[Saved data entries]
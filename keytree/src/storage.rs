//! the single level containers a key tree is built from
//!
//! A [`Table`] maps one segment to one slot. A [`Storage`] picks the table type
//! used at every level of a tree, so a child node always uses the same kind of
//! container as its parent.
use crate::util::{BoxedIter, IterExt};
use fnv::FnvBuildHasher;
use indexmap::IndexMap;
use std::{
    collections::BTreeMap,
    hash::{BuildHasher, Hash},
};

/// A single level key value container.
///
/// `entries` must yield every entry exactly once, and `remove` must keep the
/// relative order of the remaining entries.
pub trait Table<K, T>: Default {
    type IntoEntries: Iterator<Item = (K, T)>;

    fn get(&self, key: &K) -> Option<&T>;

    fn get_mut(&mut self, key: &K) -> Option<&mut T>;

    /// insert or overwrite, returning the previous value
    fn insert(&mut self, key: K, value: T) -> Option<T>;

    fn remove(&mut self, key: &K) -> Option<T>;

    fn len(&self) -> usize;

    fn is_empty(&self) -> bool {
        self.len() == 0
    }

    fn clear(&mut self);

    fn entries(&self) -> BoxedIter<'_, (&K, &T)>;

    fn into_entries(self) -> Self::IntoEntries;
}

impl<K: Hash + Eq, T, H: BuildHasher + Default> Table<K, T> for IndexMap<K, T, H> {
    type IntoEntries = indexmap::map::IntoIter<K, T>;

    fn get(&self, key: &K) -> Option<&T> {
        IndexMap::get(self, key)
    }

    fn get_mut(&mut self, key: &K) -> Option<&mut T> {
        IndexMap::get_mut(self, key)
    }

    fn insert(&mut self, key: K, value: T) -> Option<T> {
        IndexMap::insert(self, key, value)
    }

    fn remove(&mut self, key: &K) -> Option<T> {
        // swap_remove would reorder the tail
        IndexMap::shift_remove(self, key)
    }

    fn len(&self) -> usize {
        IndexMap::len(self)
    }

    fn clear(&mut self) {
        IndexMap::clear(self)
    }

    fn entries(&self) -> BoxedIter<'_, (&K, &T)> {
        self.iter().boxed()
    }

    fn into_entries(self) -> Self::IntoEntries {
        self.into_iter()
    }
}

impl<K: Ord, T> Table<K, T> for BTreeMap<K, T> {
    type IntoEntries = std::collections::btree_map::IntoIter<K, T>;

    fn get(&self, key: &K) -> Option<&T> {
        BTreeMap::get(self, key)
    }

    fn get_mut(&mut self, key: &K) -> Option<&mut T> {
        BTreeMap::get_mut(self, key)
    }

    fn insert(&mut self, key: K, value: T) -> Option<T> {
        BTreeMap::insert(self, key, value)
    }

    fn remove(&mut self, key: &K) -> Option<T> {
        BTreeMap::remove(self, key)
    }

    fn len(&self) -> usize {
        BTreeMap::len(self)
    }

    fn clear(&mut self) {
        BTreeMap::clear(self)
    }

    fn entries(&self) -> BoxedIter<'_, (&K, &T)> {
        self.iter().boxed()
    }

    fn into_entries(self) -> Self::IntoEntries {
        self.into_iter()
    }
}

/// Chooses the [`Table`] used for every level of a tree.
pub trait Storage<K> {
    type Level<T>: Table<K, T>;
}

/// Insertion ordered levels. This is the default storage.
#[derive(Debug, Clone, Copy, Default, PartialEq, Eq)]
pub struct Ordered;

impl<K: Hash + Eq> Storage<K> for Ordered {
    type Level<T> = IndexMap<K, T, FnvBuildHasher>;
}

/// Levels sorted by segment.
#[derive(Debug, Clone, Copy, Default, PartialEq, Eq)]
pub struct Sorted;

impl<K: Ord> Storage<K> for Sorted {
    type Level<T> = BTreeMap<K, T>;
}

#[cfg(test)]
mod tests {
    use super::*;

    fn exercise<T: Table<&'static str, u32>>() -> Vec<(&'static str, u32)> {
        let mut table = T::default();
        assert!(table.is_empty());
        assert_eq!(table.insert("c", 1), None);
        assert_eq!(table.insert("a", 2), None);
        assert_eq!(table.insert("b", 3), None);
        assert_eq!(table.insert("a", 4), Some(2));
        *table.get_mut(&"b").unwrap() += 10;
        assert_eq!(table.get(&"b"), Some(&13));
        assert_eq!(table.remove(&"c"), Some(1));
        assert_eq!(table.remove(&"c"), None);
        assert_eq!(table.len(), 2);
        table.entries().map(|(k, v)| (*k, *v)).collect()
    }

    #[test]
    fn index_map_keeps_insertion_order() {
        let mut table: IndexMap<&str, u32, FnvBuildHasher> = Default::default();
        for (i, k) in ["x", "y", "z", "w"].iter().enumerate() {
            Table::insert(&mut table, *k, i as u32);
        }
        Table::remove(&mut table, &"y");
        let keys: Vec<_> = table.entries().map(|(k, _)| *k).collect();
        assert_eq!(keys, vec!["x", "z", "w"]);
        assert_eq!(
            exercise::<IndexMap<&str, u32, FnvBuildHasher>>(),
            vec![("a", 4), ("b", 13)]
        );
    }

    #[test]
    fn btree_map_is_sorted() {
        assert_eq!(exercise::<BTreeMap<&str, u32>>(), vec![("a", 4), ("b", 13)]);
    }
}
* * *
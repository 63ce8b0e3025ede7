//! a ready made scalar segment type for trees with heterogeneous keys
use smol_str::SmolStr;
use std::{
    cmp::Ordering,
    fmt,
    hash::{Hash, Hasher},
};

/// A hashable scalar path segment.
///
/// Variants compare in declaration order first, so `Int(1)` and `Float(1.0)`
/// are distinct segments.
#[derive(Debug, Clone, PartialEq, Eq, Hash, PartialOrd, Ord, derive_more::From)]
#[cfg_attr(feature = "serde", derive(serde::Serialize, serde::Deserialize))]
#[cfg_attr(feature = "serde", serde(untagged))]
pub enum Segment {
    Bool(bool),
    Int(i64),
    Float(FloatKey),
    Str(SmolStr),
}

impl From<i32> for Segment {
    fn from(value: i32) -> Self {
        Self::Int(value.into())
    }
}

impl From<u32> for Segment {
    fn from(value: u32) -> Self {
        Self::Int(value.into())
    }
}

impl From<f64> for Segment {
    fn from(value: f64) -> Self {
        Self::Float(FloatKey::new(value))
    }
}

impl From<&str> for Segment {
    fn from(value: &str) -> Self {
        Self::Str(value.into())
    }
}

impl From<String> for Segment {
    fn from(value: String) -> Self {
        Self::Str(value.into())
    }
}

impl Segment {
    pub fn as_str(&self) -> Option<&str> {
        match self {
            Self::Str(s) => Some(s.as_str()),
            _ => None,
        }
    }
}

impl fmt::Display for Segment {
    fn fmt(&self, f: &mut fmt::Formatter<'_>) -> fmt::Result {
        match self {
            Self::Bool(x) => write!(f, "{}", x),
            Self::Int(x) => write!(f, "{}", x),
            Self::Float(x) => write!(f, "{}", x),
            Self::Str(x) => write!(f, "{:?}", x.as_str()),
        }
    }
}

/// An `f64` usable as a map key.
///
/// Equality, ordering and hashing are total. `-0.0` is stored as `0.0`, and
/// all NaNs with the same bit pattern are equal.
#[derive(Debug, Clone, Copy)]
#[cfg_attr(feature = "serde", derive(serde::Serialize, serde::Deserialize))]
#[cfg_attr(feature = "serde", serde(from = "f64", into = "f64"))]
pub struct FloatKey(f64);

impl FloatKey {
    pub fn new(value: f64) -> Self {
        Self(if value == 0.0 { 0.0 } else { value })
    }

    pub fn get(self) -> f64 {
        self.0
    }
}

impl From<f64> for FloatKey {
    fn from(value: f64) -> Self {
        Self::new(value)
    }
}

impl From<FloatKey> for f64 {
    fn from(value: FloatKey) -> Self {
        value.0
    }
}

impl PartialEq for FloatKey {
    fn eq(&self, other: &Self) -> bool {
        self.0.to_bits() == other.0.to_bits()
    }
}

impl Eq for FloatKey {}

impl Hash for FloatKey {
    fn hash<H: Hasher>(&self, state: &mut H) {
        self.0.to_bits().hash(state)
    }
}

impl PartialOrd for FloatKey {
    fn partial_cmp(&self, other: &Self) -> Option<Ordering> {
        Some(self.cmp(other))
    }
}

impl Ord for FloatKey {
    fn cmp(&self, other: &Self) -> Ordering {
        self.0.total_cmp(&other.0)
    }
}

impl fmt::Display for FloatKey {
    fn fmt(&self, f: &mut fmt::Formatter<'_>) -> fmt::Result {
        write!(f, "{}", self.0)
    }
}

TASK TO CARRY OUT: Would you retype the lines above from the one with "use indexmap::IndexMap;" down to the one with "pub trait Table<K, T>: Default", word for word, both ends included and no other lines?

SOLUTION BELOW:
use indexmap::IndexMap;
use std::{
    collections::BTreeMap,
    hash::{BuildHasher, Hash},
};

/// A single level key value container.
///
/// `entries` must yield every entry exactly once, and `remove` must keep the
/// relative order of the remaining entries.
pub trait Table<K, T>: Default {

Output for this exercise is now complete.